Under the CPTPP, New Zealand is required within three years to modernise the Plant Variety Rights regime to be consistent with the updated international agreement on plant variety rights (UPOV 91). New Zealand’s new plant variety regime must be in place by December 2021.
All submissions to IPONZ need to be sent by 17 July 2019. That gives you two days, dear reader.
The only comment Point of Order could find in a quick Google search came from, Hobson’s Pledge spokesperson Casey Costello.
The addition of an absurd Treaty of Waitangi clause in the Plant Varieties Act raises the question whether “Maoridom” will claim royalties on new plant varieties, she warned.
According to her press statement, the Ministry of Business, Innovation and Employment (“the great compliance Ministry”) has decided to add Treaty compliance to the Plant Varieties Act so that:
- The Crown protects Maori guardian (kaitiaki) interests in the plant variety rights regime, and that
- This requires consideration of Maori guardian interests at all stages of the plant variety rights process, from the start of the breeding programme to the decision on whether or not to grant a plant variety right.
Every year more than 100 new varieties of plants are registered with the New Zealand Intellectual Property Office.
This enables those who created those new varieties to earn royalties from licensing others to produce and sell propagating material from them.
But because the Plant Varieties Act has never had a Treaty clause,
” … MBIE foolishly asked the Waitangi Tribunal for a recommendation – and got one that cited the Wai 262 Maori culture and identity inquiry.
“The tribunal recommended that the plant variety rights regime (along with bioprospecting, genetic modification and other intellectual property law and policy) facilitate better protection for guardian (kaitiaki) relationships with highly prized (taonga) species and Maori knowledge (matauranga).
“The tribunal made specific recommendations to ensure Maori guardian (kaitiaki) relationships were considered effectively in plant variety rights decision-making processes.”

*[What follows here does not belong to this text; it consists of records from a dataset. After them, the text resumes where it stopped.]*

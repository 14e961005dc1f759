//! Tags, tag groups, and per-tag projected state.
//!
//! A tag is an opaque `"group:content"` identifier attached to events. Tags
//! group events independently of any aggregate boundary: one event may carry
//! tags from several groups, and each group keys its own projection. A
//! [`TagGroup`] describes how to turn a tag's content into a typed key.

use std::{fmt, hash::Hash};

use serde::{Deserialize, Serialize};

use crate::{event::TagStatePayload, ident::SortableUniqueId};

/// An opaque identifier attached to events.
#[derive(Clone, Debug, PartialEq, Eq, Hash, Serialize, Deserialize)]
pub struct Tag {
    pub group: String,
    pub content: String,
}

impl Tag {
    #[must_use]
    pub fn new(group: impl Into<String>, content: impl Into<String>) -> Self {
        Self {
            group: group.into(),
            content: content.into(),
        }
    }

    /// Parse a raw `"group:content"` tag string.
    ///
    /// Returns `None` when the separator is missing or either part is empty.
    #[must_use]
    pub fn parse(raw: &str) -> Option<Self> {
        let (group, content) = raw.split_once(':')?;
        if group.is_empty() || content.is_empty() {
            return None;
        }
        Some(Self::new(group, content))
    }
}

impl fmt::Display for Tag {
    fn fmt(&self, f: &mut fmt::Formatter<'_>) -> fmt::Result {
        write!(f, "{}:{}", self.group, self.content)
    }
}

/// How one tag group derives typed keys from tag content.
///
/// An integer-keyed group parses its content as an integer; a uuid-keyed
/// group parses a uuid; and so on. `key_of` returning `None` means the
/// content is malformed for this group and the tag is ignored.
pub trait TagGroup: Send + Sync + 'static {
    /// The group name, matched against the `group` part of raw tags.
    const NAME: &'static str;

    /// Typed key derived from tag content.
    type Key: Clone + Eq + Hash + Send + Sync + 'static;

    fn key_of(content: &str) -> Option<Self::Key>;

    fn content_of(key: &Self::Key) -> String;

    /// Reconstruct the full tag for a key.
    #[must_use]
    fn tag_of(key: &Self::Key) -> Tag {
        Tag::new(Self::NAME, Self::content_of(key))
    }
}

/// Identity of one projected state slice: a tag plus the projector that
/// derives state for it.
#[derive(Clone, Debug, PartialEq, Eq, Hash)]
pub struct TagStateId {
    pub tag: Tag,
    pub projector_name: String,
}

impl TagStateId {
    #[must_use]
    pub fn new(tag: Tag, projector_name: impl Into<String>) -> Self {
        Self {
            tag,
            projector_name: projector_name.into(),
        }
    }
}

impl fmt::Display for TagStateId {
    fn fmt(&self, f: &mut fmt::Formatter<'_>) -> fmt::Result {
        write!(f, "{}:{}", self.tag, self.projector_name)
    }
}

/// Projected state for one tag under one projector.
///
/// Invariants maintained by the fold: `version` increments by exactly one
/// per applied event for this key, and `last_sorted_unique_id` strictly
/// increases. Removal is expressed by omission - a removed tag simply has no
/// `TagState` in the projection map.
#[derive(Clone, Debug)]
pub struct TagState {
    pub id: TagStateId,
    pub payload: Box<dyn TagStatePayload>,
    pub version: u64,
    pub last_sorted_unique_id: SortableUniqueId,
    pub projector_version: String,
}

#[cfg(test)]
mod tests {
    use super::*;

    #[test]
    fn parse_splits_on_first_colon() {
        let tag = Tag::parse("Room:12:a").unwrap();
        assert_eq!(tag.group, "Room");
        assert_eq!(tag.content, "12:a");
    }

    #[test]
    fn parse_rejects_missing_separator_and_empty_parts() {
        assert_eq!(Tag::parse("Room"), None);
        assert_eq!(Tag::parse(":12"), None);
        assert_eq!(Tag::parse("Room:"), None);
    }

    #[test]
    fn display_round_trips() {
        let tag = Tag::new("Room", "12");
        assert_eq!(Tag::parse(&tag.to_string()), Some(tag));
    }

    struct RoomGroup;

    impl TagGroup for RoomGroup {
        const NAME: &'static str = "Room";
        type Key = u32;

        fn key_of(content: &str) -> Option<u32> {
            content.parse().ok()
        }

        fn content_of(key: &u32) -> String {
            key.to_string()
        }
    }

    #[test]
    fn integer_group_derives_keys_from_content() {
        assert_eq!(RoomGroup::key_of("12"), Some(12));
        assert_eq!(RoomGroup::key_of("twelve"), None);
        assert_eq!(RoomGroup::tag_of(&12), Tag::new("Room", "12"));
    }
}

Costello huffed that this is “nonsense”, especially when discussing pasture, fruit and vegetable varieties, and ornamentals that never grew in New Zealand until settlers brought them here.
“Besides, how can a new variety which no one other than the creator of that variety has any knowledge of be regarded as a part of Maori knowledge?” she said.
“While changing the traits of plants to produce desired outcomes, what specific steps must the plant-breeding scientist now take to match his or her work to the Treaty world view?” Ms Costello said.
The word “taonga” simply meant property in 1840, she contended.
Since then, the meaning has been changed so that simply by calling something “a taonga” enables a Treaty claim over it, Costello said.
“To suggest that a treaty made almost 180 years ago, guaranteeing the same political rights to all New Zealanders, also enables a property right to unnamed Maori people over a new plant breed is the height of absurdity, she said.
News media seem to have ignored the statement and Point of Order can find no statements in rebuttal.